This summary is based on the current provisions of the Tax Act in force as of the date hereof and an understanding of the current administrative policies and assessing practices of the Canada Revenue Agency (the “CRA”) published in writing by it prior to the date hereof. This summary takes into account all specific proposals to amend the Tax Act publicly announced by or on behalf of the Minister of Finance (Canada) prior to the date hereof (the “Proposed Amendments”) and assumes that all Proposed Amendments will be enacted in the form proposed. However, no assurances can be given that the Proposed Amendments will be enacted as proposed, or at all. This summary does not otherwise take into account or anticipate any changes in Law or administrative policy or assessing practice whether by legislative, administrative or judicial action nor does it take into account tax legislation or considerations of any province, territory or foreign jurisdiction, which may differ from those discussed herein.
Proposed Amendments released on August 12, 2024, to implement measures first announced in connection with the 2024 Federal Budget (Canada) (the “Capital Gains Amendments”) would generally increase the capital gains inclusion rate from one-half to two-thirds. The Capital Gains Amendments are described in this summary under the heading “Material Canadian Federal Income Tax Considerations — Capital Gains Amendments” but are not otherwise described or referenced in this summary.
This summary is of a general nature only and is not, and is not intended to be, legal or tax advice to any particular Resident Holder. This summary is not exhaustive of all Canadian federal income tax considerations applicable to the purchasing, holding and disposing of the exchangeable shares or shares of our common stock. Accordingly, Resident Holders should consult their own tax advisors having regard to their own particular circumstances.
Generally, for purposes of the Tax Act, all amounts relating to the acquisition, holding or disposition of securities (including dividends, adjusted cost base and proceeds of disposition) must be converted into Canadian dollars based on exchange rates as determined in accordance with the Tax Act. In particular, the amount of dividends to be included in the income of, and the amount of capital gains or capital losses realized by, a holder of shares of our common stock may be affected by fluctuation in the Canadian/U.S. dollar exchange rate.
Call Rights
Callco and Exchangeco have certain rights (the “Call Rights”) to acquire exchangeable shares from Resident Holders in certain circumstances. Resident Holders also have certain rights (the “Put Rights”) to sell the exchangeable shares to us or Callco in certain circumstances. We are of the view that the Call Rights and the Put Rights have only a nominal fair market value and accordingly no amount should be allocated to the Call Rights or the Put Rights. This summary assumes that the Call Rights and the Put Rights have nominal value. This determination of value is not binding on the CRA and it is possible that the CRA could take a contrary view. Resident Holders should consult with their own tax advisors concerning this possibility.
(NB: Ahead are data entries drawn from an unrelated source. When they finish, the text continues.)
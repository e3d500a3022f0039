//! Claude API client
//!
//! Sends one system/user prompt pair to the Anthropic Messages API and
//! returns the text of the reply.

use anyhow::{Context, Result};
use reqwest::{header, Client};
use serde::{Deserialize, Serialize};
use std::time::Duration;
use tracing::debug;

use crate::config::AiConfig;

const CLAUDE_API_URL: &str = "https://api.anthropic.com/v1/messages";
const ANTHROPIC_VERSION: &str = "2023-06-01";
const REQUEST_TIMEOUT_SECS: u64 = 120;

/// Claude API Client
pub struct ClaudeClient {
    client: Client,
    api_key: String,
    model: String,
    max_tokens: u32,
    temperature: Option<f64>,
}

/// Message role in conversation
#[derive(Debug, Clone, Serialize, Deserialize)]
#[serde(rename_all = "lowercase")]
pub enum Role {
    User,
    Assistant,
}

/// A single message in conversation
#[derive(Debug, Clone, Serialize, Deserialize)]
pub struct Message {
    pub role: Role,
    pub content: String,
}

/// Request body for Claude API
#[derive(Debug, Serialize)]
struct ClaudeRequest<'a> {
    model: &'a str,
    max_tokens: u32,
    messages: Vec<Message>,
    #[serde(skip_serializing_if = "Option::is_none")]
    system: Option<&'a str>,
    #[serde(skip_serializing_if = "Option::is_none")]
    temperature: Option<f64>,
}

/// Response from Claude API
#[derive(Debug, Deserialize)]
struct ClaudeResponse {
    content: Vec<ContentBlock>,
    stop_reason: Option<String>,
    usage: Usage,
}

#[derive(Debug, Deserialize)]
struct ContentBlock {
    text: Option<String>,
}

#[derive(Debug, Clone, Copy, Default, Deserialize)]
pub struct Usage {
    pub input_tokens: u32,
    pub output_tokens: u32,
}

/// Error response from Claude API
#[derive(Debug, Deserialize)]
struct ClaudeError {
    error: ErrorDetails,
}

#[derive(Debug, Deserialize)]
struct ErrorDetails {
    #[serde(rename = "type")]
    error_type: String,
    message: String,
}

/// Text of a reply plus what it cost
#[derive(Debug, Clone)]
pub struct Completion {
    pub text: String,
    pub usage: Usage,
    /// `max_tokens` when the reply was cut off
    pub stop_reason: Option<String>,
}

impl Completion {
    pub fn is_truncated(&self) -> bool {
        self.stop_reason.as_deref() == Some("max_tokens")
    }
}

impl ClaudeClient {
    /// Create a new Claude client
    pub fn new(api_key: String, model: &str) -> Result<Self> {
        let client = Client::builder()
            .timeout(Duration::from_secs(REQUEST_TIMEOUT_SECS))
            .build()
            .context("Failed to create HTTP client")?;

        Ok(Self {
            client,
            api_key,
            model: model.to_string(),
            max_tokens: 4096,
            temperature: None,
        })
    }

    /// Create a client from the `[ai]` table, reading the key from its env var
    pub fn from_config(ai: &AiConfig) -> Result<Self> {
        let api_key = std::env::var(&ai.api_key_env)
            .with_context(|| format!("{} environment variable not set", ai.api_key_env))?;
        Ok(Self::new(api_key, &ai.model)?
            .with_max_tokens(ai.max_tokens)
            .with_temperature(ai.temperature))
    }

    /// Set max tokens for response
    pub fn with_max_tokens(mut self, max_tokens: u32) -> Self {
        self.max_tokens = max_tokens;
        self
    }

    pub fn with_temperature(mut self, temperature: f64) -> Self {
        self.temperature = Some(temperature);
        self
    }

    pub fn model(&self) -> &str {
        &self.model
    }

    /// Send a message with system prompt
    pub async fn send_with_system(&self, content: &str, system: &str) -> Result<Completion> {
        let messages = vec![Message {
            role: Role::User,
            content: content.to_string(),
        }];
        self.complete(messages, Some(system)).await
    }

    /// Complete a conversation with full control
    pub async fn complete(
        &self,
        messages: Vec<Message>,
        system: Option<&str>,
    ) -> Result<Completion> {
        let request = ClaudeRequest {
            model: &self.model,
            max_tokens: self.max_tokens,
            messages,
            system,
            temperature: self.temperature,
        };

        debug!(model = %self.model, max_tokens = self.max_tokens, "sending request to Claude");

        let response = self
            .client
            .post(CLAUDE_API_URL)
            .header(header::CONTENT_TYPE, "application/json")
            .header("x-api-key", &self.api_key)
            .header("anthropic-version", ANTHROPIC_VERSION)
            .json(&request)
            .send()
            .await
            .context("Failed to send request to Claude API")?;

        let status = response.status();

        if status.is_success() {
            let claude_response: ClaudeResponse = response
                .json()
                .await
                .context("Failed to parse Claude response")?;

            let text = claude_response
                .content
                .iter()
                .filter_map(|block| block.text.as_deref())
                .collect::<Vec<&str>>()
                .join("");

            debug!(
                input_tokens = claude_response.usage.input_tokens,
                output_tokens = claude_response.usage.output_tokens,
                "Claude responded"
            );

            Ok(Completion {
                text,
                usage: claude_response.usage,
                stop_reason: claude_response.stop_reason,
            })
        } else {
            let error_text = response.text().await.unwrap_or_default();

            // Try to parse as Claude error
            if let Ok(claude_error) = serde_json::from_str::<ClaudeError>(&error_text) {
                anyhow::bail!(
                    "Claude API error ({}): {}",
                    claude_error.error.error_type,
                    claude_error.error.message
                );
            }

            anyhow::bail!("Claude API error ({}): {}", status, error_text);
        }
    }
}
//! Content-aware compression of context fragments
//!
//! Each fragment shape has its own way of shedding lines while keeping what
//! the model needs most: signatures for code, the head of long token lists,
//! the labelled fields of a project summary.

use super::fragment::estimate_tokens;

const ABBREVIATED_CODE: &str = "// ... (abbreviated)";
const ABBREVIATED_TEXT: &str = "... (abbreviated) ...";
const MAX_ESSENTIAL_LINES: usize = 10;
const MAX_TOKEN_ITEMS: usize = 5;
const LONG_TOKEN_LIST: usize = 50;
const MAX_STRUCTURE_BULLETS: usize = 20;
const HEAD_ONLY_LINE_LIMIT: usize = 10;

const CODE_KEYWORDS: &[&str] = &["import ", "export ", "const ", "function "];

const STRUCTURE_FIELDS: &[&str] = &[
    "Framework:",
    "Styling:",
    "TypeScript:",
    "Components:",
    "Key features:",
];

/// Shape of a fragment's content, sniffed from its text
#[derive(Debug, Clone, Copy, PartialEq, Eq)]
pub enum ContentShape {
    ComponentExample,
    DesignTokens,
    ProjectStructure,
    Generic,
}

impl ContentShape {
    pub fn sniff(content: &str) -> Self {
        let has = |needles: &[&str]| needles.iter().any(|n| content.contains(n));

        if content.lines().any(starts_with_code_keyword) {
            ContentShape::ComponentExample
        } else if has(&["colors:", "spacing:", "typography:"]) {
            ContentShape::DesignTokens
        } else if has(&["Framework:", "Styling:"]) {
            ContentShape::ProjectStructure
        } else {
            ContentShape::Generic
        }
    }

    /// Smallest fraction of the original size this shape can shrink to
    pub fn max_compression_ratio(&self) -> f32 {
        match self {
            ContentShape::ComponentExample => 0.3,
            ContentShape::DesignTokens => 0.4,
            ContentShape::ProjectStructure => 0.5,
            ContentShape::Generic => 0.7,
        }
    }
}

/// Shrinks fragment content towards a target ratio of its original size
#[derive(Debug, Clone, Copy, Default)]
pub struct Compressor;

impl Compressor {
    pub fn new() -> Self {
        Self
    }

    pub fn max_compression_ratio(&self, content: &str) -> f32 {
        ContentShape::sniff(content).max_compression_ratio()
    }

    /// Whether `content` can be squeezed to `target_ratio` of its size
    pub fn can_compress_to(&self, content: &str, target_ratio: f32) -> bool {
        target_ratio >= self.max_compression_ratio(content)
    }

    /// Compress `content` to roughly `target_ratio` of its size.
    ///
    /// The result is never longer than the input.
    pub fn compress(&self, content: &str, target_ratio: f32) -> String {
        if content.is_empty() || target_ratio >= 1.0 {
            return content.to_string();
        }
        let ratio = target_ratio.max(0.0);

        let compressed = match ContentShape::sniff(content) {
            ContentShape::ComponentExample => compress_component(content, ratio),
            ContentShape::DesignTokens => compress_design_tokens(content),
            ContentShape::ProjectStructure => compress_project_structure(content),
            ContentShape::Generic => compress_generic(content, ratio),
        };

        if compressed.chars().count() <= content.chars().count() {
            compressed
        } else {
            char_prefix(content, ratio)
        }
    }
}

fn char_prefix(content: &str, ratio: f32) -> String {
    let keep = (content.chars().count() as f32 * ratio).floor() as usize;
    content.chars().take(keep).collect()
}

/// Line opens with a declaration keyword
fn starts_with_code_keyword(line: &str) -> bool {
    let trimmed = line.trim_start();
    CODE_KEYWORDS.iter().any(|keyword| trimmed.starts_with(keyword))
}

fn is_essential_code_line(line: &str) -> bool {
    let trimmed = line.trim_start();
    trimmed.starts_with("import ")
        || trimmed.starts_with("export ")
        || trimmed.starts_with("interface ")
        || trimmed.starts_with("type ")
        || trimmed.starts_with("function ")
        || trimmed.starts_with("return")
        || (trimmed.starts_with("const ") && (trimmed.contains("=>") || trimmed.contains("= (")))
}

fn compress_component(content: &str, ratio: f32) -> String {
    let target_tokens = (estimate_tokens(content) as f32 * ratio).floor() as usize;
    let essential: Vec<&str> = content
        .lines()
        .filter(|line| is_essential_code_line(line))
        .collect();
    if essential.is_empty() {
        return compress_generic(content, ratio);
    }

    let joined = essential.join("\n");
    if estimate_tokens(&joined) <= target_tokens.max(1) {
        return joined;
    }

    let mut kept: Vec<&str> = essential.into_iter().take(MAX_ESSENTIAL_LINES).collect();
    kept.push(ABBREVIATED_CODE);
    kept.join("\n")
}

/// Truncate a `key: a, b, c` list to its first few items
pub fn truncate_token_list(items: &[&str]) -> String {
    if items.len() <= MAX_TOKEN_ITEMS {
        return items.join(", ");
    }
    format!(
        "{}, ... ({} total)",
        items[..MAX_TOKEN_ITEMS].join(", "),
        items.len()
    )
}

fn compress_design_tokens(content: &str) -> String {
    content
        .lines()
        .map(|line| {
            let Some((key, value)) = line.split_once(':') else {
                return line.to_string();
            };
            let value = value.trim();
            if value.chars().count() <= LONG_TOKEN_LIST
                || !value.contains(',')
                || value.ends_with("total)")
            {
                return line.to_string();
            }
            let items: Vec<&str> = value
                .split(',')
                .map(str::trim)
                .filter(|item| !item.is_empty())
                .collect();
            format!("{}: {}", key, truncate_token_list(&items))
        })
        .collect::<Vec<_>>()
        .join("\n")
}

fn compress_project_structure(content: &str) -> String {
    let mut bullets = 0;
    content
        .lines()
        .filter(|line| {
            if STRUCTURE_FIELDS.iter().any(|field| line.contains(field)) {
                return true;
            }
            if line.trim_start().starts_with("- ") && bullets < MAX_STRUCTURE_BULLETS {
                bullets += 1;
                return true;
            }
            false
        })
        .collect::<Vec<_>>()
        .join("\n")
}

fn compress_generic(content: &str, ratio: f32) -> String {
    let lines: Vec<&str> = content.lines().collect();
    let target_lines = (lines.len() as f32 * ratio).floor() as usize;

    if target_lines < HEAD_ONLY_LINE_LIMIT {
        if target_lines == 0 {
            return char_prefix(content, ratio);
        }
        return lines[..target_lines].join("\n");
    }

    let half = target_lines / 2;
    let mut kept: Vec<&str> = lines[..half].to_vec();
    kept.push(ABBREVIATED_TEXT);
    kept.extend_from_slice(&lines[lines.len() - half..]);
    kept.join("\n")
}

#[cfg(test)]
mod tests {
    use super::*;
    use proptest::prelude::*;

    const BUTTON: &str = r#"import React from 'react';
import { cn } from '@/lib/utils';

interface ButtonProps {
  label: string;
  onClick?: () => void;
}

export function Button({ label, onClick }: ButtonProps) {
  const classes = cn('px-4 py-2 rounded', 'bg-blue-500');
  if (!label) {
    console.warn('missing label');
  }
  return <button className={classes} onClick={onClick}>{label}</button>;
}

export default Button;"#;

    #[test]
    fn test_sniff_shapes() {
        assert_eq!(ContentShape::sniff(BUTTON), ContentShape::ComponentExample);
        assert_eq!(ContentShape::sniff("colors: red, blue"), ContentShape::DesignTokens);
        assert_eq!(ContentShape::sniff("Framework: Next.js"), ContentShape::ProjectStructure);
        assert_eq!(ContentShape::sniff("plain prose"), ContentShape::Generic);
    }

    #[test]
    fn test_prose_mentioning_code_words_is_generic() {
        let rules = "- Do not import packages that are not dependencies.\n\
                     - Type all props with an exported interface.";
        assert_eq!(ContentShape::sniff(rules), ContentShape::Generic);
    }

    #[test]
    fn test_component_without_signatures_falls_back_to_generic() {
        let content = (0..12)
            .map(|i| format!("  value{i}: theme.spacing({i}),"))
            .collect::<Vec<_>>()
            .join("\n");
        let out = compress_component(&content, 0.5);
        assert_eq!(out.lines().count(), 6);
        assert!(out.starts_with("  value0"));
    }

    #[test]
    fn test_component_compression_keeps_signatures() {
        let out = Compressor::new().compress(BUTTON, 0.9);
        assert!(out.contains("import React"));
        assert!(out.contains("interface ButtonProps"));
        assert!(out.contains("export function Button"));
        assert!(out.contains("return <button"));
        assert!(!out.contains("console.warn"));
    }

    #[test]
    fn test_component_compression_abbreviates_when_tight() {
        let mut content = String::new();
        for i in 0..30 {
            content.push_str(&format!("import {{ Thing{i} }} from './thing{i}';\n"));
        }
        let out = Compressor::new().compress(&content, 0.3);
        assert_eq!(out.lines().count(), MAX_ESSENTIAL_LINES + 1);
        assert!(out.ends_with(ABBREVIATED_CODE));
    }

    #[test]
    fn test_design_token_lists_are_truncated() {
        let content =
            "colors: red, green, blue, yellow, purple, orange, pink, cyan, black, white, grey";
        let out = Compressor::new().compress(content, 0.5);
        assert_eq!(out, "colors: red, green, blue, yellow, purple, ... (11 total)");
    }

    #[test]
    fn test_short_token_lists_untouched() {
        let content = "spacing: 4px, 8px";
        assert_eq!(Compressor::new().compress(content, 0.5), content);
    }

    #[test]
    fn test_project_structure_keeps_fields_and_bullets() {
        let mut content =
            String::from("Framework: Next.js\nStyling: Tailwind CSS\nNotes: irrelevant\n");
        for i in 0..30 {
            content.push_str(&format!("- src/dir{i}\n"));
        }
        let out = Compressor::new().compress(&content, 0.5);
        assert!(out.contains("Framework: Next.js"));
        assert!(!out.contains("Notes"));
        assert_eq!(out.lines().filter(|l| l.starts_with("- ")).count(), MAX_STRUCTURE_BULLETS);
    }

    #[test]
    fn test_generic_head_only_for_small_targets() {
        let content = (0..10).map(|i| format!("line {i}")).collect::<Vec<_>>().join("\n");
        let out = Compressor::new().compress(&content, 0.5);
        assert_eq!(out, "line 0\nline 1\nline 2\nline 3\nline 4");
    }

    #[test]
    fn test_generic_head_and_tail() {
        let content = (0..40)
            .map(|i| format!("sentence number {i}"))
            .collect::<Vec<_>>()
            .join("\n");
        let out = Compressor::new().compress(&content, 0.5);
        assert!(out.starts_with("sentence number 0"));
        assert!(out.ends_with("sentence number 39"));
        assert!(out.contains(ABBREVIATED_TEXT));
    }

    #[test]
    fn test_max_ratio_for_generic_text() {
        assert_eq!(Compressor::new().max_compression_ratio("just some words"), 0.7);
        assert!(!Compressor::new().can_compress_to("just some words", 0.01));
    }

    proptest! {
        #[test]
        fn prop_compression_never_grows(content in "(?s).{0,600}", ratio in 0.0f32..0.99) {
            let out = Compressor::new().compress(&content, ratio);
            prop_assert!(out.chars().count() <= content.chars().count());
        }

        #[test]
        fn prop_line_based_compression_never_grows(
            lines in prop::collection::vec("[a-z ]{0,12}", 0..60),
            ratio in 0.0f32..0.99,
        ) {
            let content = lines.join("\n");
            let out = Compressor::new().compress(&content, ratio);
            prop_assert!(out.chars().count() <= content.chars().count());
        }
    }
}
Dividends on Exchangeable Shares
A dividend received or deemed to be received on the exchangeable shares by a Resident Holder who is an individual will be included in computing such Resident Holder’s income, subject to the gross-up and dividend tax credit rules normally applicable under the Tax Act to taxable dividends received from taxable Canadian corporations. Certain dividends may be eligible for the enhanced gross-up and dividend tax credit, to the extent designated as an “eligible dividend” by Exchangeco. A dividend received by an individual, or certain trusts, may also give rise to alternative minimum tax under the Tax Act, depending on the circumstances.
A dividend received or deemed to be received on exchangeable shares by a Resident Holder that is a corporation will be included in the corporation’s income and will generally be deductible in computing its taxable income, subject to the restrictions and limitations under the Tax Act. Where a Resident Holder that is a corporation receives or is deemed to receive a dividend on exchangeable shares and such dividend is deductible in computing such Resident Holder’s income, all or part of the dividend may in certain circumstances be treated under the Tax Act as a capital gain from the disposition of a capital property (or as proceeds of disposition of exchangeable shares potentially giving rise to a capital gain) the taxable portion of which must be included in computing the Resident Holder’s income for the year in which the dividend was received. Resident Holders that are corporations should consult their own tax advisors in this regard.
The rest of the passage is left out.